Anoctamin 1 Inhibition Suppresses Cystogenesis by Enhancing Ciliogenesis and the Ciliary Dosage of Polycystins.

BACKGROUND

Autosomal dominant polycystic kidney disease (ADPKD) is a ciliopathy characterized by abnormal tubular epithelial proliferation and fluid secretion. Anoctamin 1 (ANO1) is a calcium-dependent chloride channel. However, how ANO1 contributes to ADPKD is largely unexplored.

METHODS

Kidney tissues from ADPKD patients, mice model, WT9-7 human cells, and 3D culture models were used.
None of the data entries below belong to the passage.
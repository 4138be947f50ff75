use std::collections::HashMap;
use std::sync::{Arc, Mutex};

use tokio::sync::mpsc;

/// Per-subscriber channel depth. Slow subscribers lose chunks rather than
/// stall the producer.
const SUBSCRIBER_BUFFER: usize = 64;

type SubscriberList = Vec<(u64, mpsc::Sender<Vec<u8>>)>;

#[derive(Debug)]
struct HubInner {
    subscribers: HashMap<String, SubscriberList>,
    next_id: u64,
}

/// Fan-out of per-server raw console bytes to any number of subscribers.
#[derive(Clone, Debug)]
pub struct BroadcastHub {
    inner: Arc<Mutex<HubInner>>,
}

impl BroadcastHub {
    /// An empty hub.
    pub fn new() -> Self {
        Self {
            inner: Arc::new(Mutex::new(HubInner {
                subscribers: HashMap::new(),
                next_id: 0,
            })),
        }
    }

    /// Register a subscriber for `server`'s byte stream.
    ///
    /// The subscription unregisters itself when dropped.
    pub fn subscribe(&self, server: &str) -> Subscription {
        let (tx, rx) = mpsc::channel(SUBSCRIBER_BUFFER);
        let mut inner = self.inner.lock().expect("hub lock");
        let id = inner.next_id;
        inner.next_id += 1;
        inner
            .subscribers
            .entry(server.to_string())
            .or_default()
            .push((id, tx));

        Subscription {
            rx,
            hub: self.clone(),
            server: server.to_string(),
            id,
        }
    }

    /// Fan `data` out to every subscriber of `server`.
    ///
    /// Sends are non-blocking: a full subscriber channel drops this chunk for
    /// that subscriber, a closed one is pruned.
    pub fn publish(&self, server: &str, data: &[u8]) {
        let mut inner = self.inner.lock().expect("hub lock");
        let Some(subs) = inner.subscribers.get_mut(server) else {
            return;
        };

        subs.retain(|(_, tx)| match tx.try_send(data.to_vec()) {
            Ok(()) => true,
            Err(mpsc::error::TrySendError::Full(_)) => true, // drop chunk, keep subscriber
            Err(mpsc::error::TrySendError::Closed(_)) => false,
        });
    }

    /// Number of live subscribers for `server`.
    pub fn subscriber_count(&self, server: &str) -> usize {
        let inner = self.inner.lock().expect("hub lock");
        inner.subscribers.get(server).map_or(0, Vec::len)
    }

    fn unsubscribe(&self, server: &str, id: u64) {
        let mut inner = self.inner.lock().expect("hub lock");
        if let Some(subs) = inner.subscribers.get_mut(server) {
            subs.retain(|(sub_id, _)| *sub_id != id);
            if subs.is_empty() {
                inner.subscribers.remove(server);
            }
        }
    }
}

impl Default for BroadcastHub {
    fn default() -> Self {
        Self::new()
    }
}

/// A live subscription to one server's console stream.
#[derive(Debug)]
pub struct Subscription {
    rx: mpsc::Receiver<Vec<u8>>,
    hub: BroadcastHub,
    server: String,
    id: u64,
}

impl Subscription {
    /// Receive the next chunk; `None` once the subscription is dead.
    pub async fn recv(&mut self) -> Option<Vec<u8>> {
        self.rx.recv().await
    }

    /// Non-blocking receive.
    pub fn try_recv(&mut self) -> Option<Vec<u8>> {
        self.rx.try_recv().ok()
    }
}

impl Drop for Subscription {
    fn drop(&mut self) {
        self.hub.unsubscribe(&self.server, self.id);
    }
}

#[cfg(test)]
mod tests {
    use super::*;

    #[tokio::test]
    async fn delivers_in_order_after_subscribe() {
        let hub = BroadcastHub::new();

        hub.publish("srv", b"before"); // nobody listening, silently dropped

        let mut sub = hub.subscribe("srv");
        hub.publish("srv", b"one");
        hub.publish("srv", b"two");

        assert_eq!(sub.recv().await.unwrap(), b"one");
        assert_eq!(sub.recv().await.unwrap(), b"two");
    }

    #[tokio::test]
    async fn slow_subscriber_drops_chunks_without_stalling() {
        let hub = BroadcastHub::new();
        let mut sub = hub.subscribe("srv");

        // Overfill: the channel holds SUBSCRIBER_BUFFER chunks, the rest drop.
        for i in 0..(SUBSCRIBER_BUFFER + 10) {
            hub.publish("srv", format!("chunk{i}").as_bytes());
        }

        let mut received = 0;
        while sub.try_recv().is_some() {
            received += 1;
        }
        assert_eq!(received, SUBSCRIBER_BUFFER);
        assert_eq!(hub.subscriber_count("srv"), 1);
    }

    #[tokio::test]
    async fn dropped_subscription_is_pruned() {
        let hub = BroadcastHub::new();
        let sub = hub.subscribe("srv");
        assert_eq!(hub.subscriber_count("srv"), 1);

        drop(sub);
        assert_eq!(hub.subscriber_count("srv"), 0);

        // Publishing to a server with no subscribers is a no-op.
        hub.publish("srv", b"data");
    }

    #[tokio::test]
    async fn independent_servers_do_not_cross() {
        let hub = BroadcastHub::new();
        let mut a = hub.subscribe("a");
        let mut b = hub.subscribe("b");

        hub.publish("a", b"alpha");

        assert_eq!(a.recv().await.unwrap(), b"alpha");
        assert!(b.try_recv().is_none());
    }
}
Localization of ANO1 and cilium length were investigated by confocal immunofluorescence.

RESULTS

We found that ANO1 was consistently upregulated in human and mouse PKD kidneys. Intriguingly, ANO1 located in a vesicle-like pattern at the ciliary base but not on the ciliary surface. ANO1 deficiency enhanced ciliogenesis and the ciliary dosage of polycystin-2 in human PKD cells, and reduced cyst formation in 3D culture models. Moreover, inhibition of ANO1 abolished the activation of STAT3 and ERK pathways in PKD cells.

CONCLUSIONS

Our data indicate ANO1 is a negative regulator for both cilia length and cilia trafficking of polycystin-2 and provide mechanistic insights regarding the therapeutic potential of ANO1 pathway in ADPKD treatment.